The controversy, and resulting donations, marked a messy end to the already complex industry saga of All the Money in the World, one that encompassed so many of the issues that have been churned up by the Harvey Weinstein scandal and the #MeToo campaign. The Spacey allegations created a crisis for the movie that the studio rushed to address; the way the film’s other two stars responded to that crisis was telling.

But the pay disparity also demonstrated just how unprepared Hollywood is, as a business, to confront the economic dimensions of gender inequity. Wahlberg’s agents, who were already incentivized to make as much money for their clients as possible (agents receive a percentage of the payments they negotiate), were able to use the time-crunch of the reshoots to their advantage—and they only addressed the discrepancy after a storm of bad publicity. Williams could have perhaps made the same opportunistic move; in going a more principled route and not making financial demands, she made it easier for the studio to meet Wahlberg’s (there’s also the knotty matter of Williams being represented by the same agency, WME).

It’s easy to criticize Hollywood’s current moment of reckoning for coming off as superficial. You can wear black to a couple award ceremonies and say the right lines in interviews, but does it really mean you’re working to effect systemic change behind the scenes? The All the Money in the World situation served as a reminder of how, for actors, preserving their public image is often more important than the money they stand to make.
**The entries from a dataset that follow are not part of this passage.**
//! Client configuration types.

use std::time::Duration;

/// Polling configuration for long-running controller jobs
#[derive(Debug, Clone)]
pub struct PollConfig {
    /// Delay between two status checks
    pub interval: Duration,

    /// Maximum number of status checks before giving up
    pub max_attempts: u32,
}

impl Default for PollConfig {
    fn default() -> Self {
        Self::new()
    }
}

impl PollConfig {
    /// Create a new polling configuration (3s interval, 10 minutes total)
    #[must_use]
    pub const fn new() -> Self {
        Self {
            interval: Duration::from_secs(3),
            max_attempts: 200,
        }
    }

    /// Set the delay between status checks
    #[must_use]
    pub const fn interval(mut self, interval: Duration) -> Self {
        self.interval = interval;
        self
    }

    /// Set the maximum number of status checks
    #[must_use]
    pub const fn max_attempts(mut self, max: u32) -> Self {
        self.max_attempts = max;
        self
    }

    /// Total time spent polling before a job is reported as timed out
    #[must_use]
    pub fn budget(&self) -> Duration {
        self.interval.saturating_mul(self.max_attempts)
    }
}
Wahlberg was happy to negotiate for the $1.5 million in reshoot fees, but it wasn’t worth the bad press it eventually kicked up. (For perspective, Wahlberg is one of Hollywood’s highest-paid actors, making some $68 million between June 2016 and June 2017, according to Forbes.)
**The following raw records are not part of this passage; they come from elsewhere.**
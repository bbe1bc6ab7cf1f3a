use thiserror::Error;

/// Result type alias for snmpfix operations
pub type Result<T> = std::result::Result<T, SnmpFixError>;

/// Errors that can occur while auditing or remediating devices
#[derive(Error, Debug)]
pub enum SnmpFixError {
    /// Authentication failed - bad credentials or expired token
    #[error("authentication failed: check controller username and password")]
    Unauthorized,

    /// Resource not found
    #[error("resource not found: {resource}")]
    NotFound {
        /// Description of the resource that wasn't found
        resource: String,
    },

    /// Controller returned an error response
    #[error("API error ({code}): {message}")]
    Api {
        /// HTTP status code
        code: u16,
        /// Error message from the controller
        message: String,
    },

    /// HTTP request failed
    #[error("HTTP request failed: {0}")]
    Http(String),

    /// A controller job did not finish in time
    #[error("timed out after {0} seconds waiting for the controller")]
    Timeout(u64),

    /// Connection failed
    #[error("connection failed: {0}")]
    Connection(String),

    /// JSON parsing/serialization error
    #[error("JSON error: {0}")]
    Json(#[from] serde_json::Error),

    /// Invalid URL
    #[error("invalid URL: {0}")]
    InvalidUrl(String),

    /// Configuration archive is not a readable package
    #[error("malformed configuration archive: {0}")]
    Format(String),

    /// Configuration archive could not be decrypted
    #[error("failed to decrypt configuration archive: {0}")]
    Decryption(String),

    /// A template with the same name already exists in the project
    #[error("template '{template}' already exists in project '{project}'")]
    TemplateNameConflict {
        /// Template project name
        project: String,
        /// Conflicting template name
        template: String,
    },

    /// Template project does not exist on the controller
    #[error("template project not found: {0}")]
    ProjectNotFound(String),

    /// A controller task finished with an error
    #[error("task {task_id} failed: {reason}")]
    TaskFailed {
        /// Controller task identifier
        task_id: String,
        /// Failure reason reported by the controller
        reason: String,
    },

    /// Template deployment ended in failure
    #[error("deployment {deployment_id} failed: {detail}")]
    DeploymentFailed {
        /// Deployment identifier
        deployment_id: String,
        /// Status detail reported by the controller
        detail: String,
    },

    /// Configuration error
    #[error("configuration error: {0}")]
    Config(String),

    /// Generic internal error
    #[error("internal error: {0}")]
    Internal(String),
}

impl SnmpFixError {
    /// Returns true if the error is retryable
    #[must_use]
    pub const fn is_retryable(&self) -> bool {
        matches!(self, Self::Timeout(_) | Self::Connection(_))
    }

    /// Returns true if the error is due to authentication
    #[must_use]
    pub const fn is_auth_error(&self) -> bool {
        matches!(self, Self::Unauthorized)
    }

    /// Returns true if the error is confined to a single configuration archive
    #[must_use]
    pub const fn is_archive_error(&self) -> bool {
        matches!(self, Self::Format(_) | Self::Decryption(_))
    }

    /// Returns the HTTP status code if this is an API error
    #[must_use]
    pub const fn status_code(&self) -> Option<u16> {
        match self {
            Self::Unauthorized => Some(401),
            Self::NotFound { .. } => Some(404),
            Self::Api { code, .. } => Some(*code),
            _ => None,
        }
    }
}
Williams’s statement on the matter underlined just how unusual Wahlberg’s donation was, given the history of pay inequity in Hollywood. “Today isn’t about me. My fellow actresses stood by me and stood up for me, my activist friends taught me to use my voice, and the most powerful men in charge, they listened and they acted,” she said. “If we truly envision an equal world, it takes equal effort and sacrifice. Today is one of the most indelible days of my life because of Mark Wahlberg, WME, and a community of women and men who share in this accomplishment. Anthony Rapp, for all the shoulders you stood on, now we stand on yours,” she continued, referencing the actor who first spoke out on Spacey’s history of alleged assault.

Williams is right—the solidarity and activism of women in Hollywood, particularly those involved with Time’s Up, have helped create an atmosphere in which Wahlberg’s inflated salary was patently unacceptable. Enforcing those standards publicly will be part of the bargain until the industry starts to take more lasting action. It’s not just about stars like Wahlberg and the agents who work for him—studios and production companies will have to do more to ensure that both men and women are compensated fairly, since they’re the institutions with the fullest picture of who’s being paid what.

The paychecks involved in making All the Money in the World might come off as ludicrous—most women outside of Hollywood worried about inequity in the workplace aren’t competing with movie stars raking in millions of dollars. But cases like these can still offer compelling examples for other companies, and within Hollywood a “Mark Wahlberg situation” is something that any business-minded studio should seek to avoid in the future. The how and why of Wahlberg’s $1.5 million donation might have been tawdry and convoluted, but the end result was genuinely meaningful.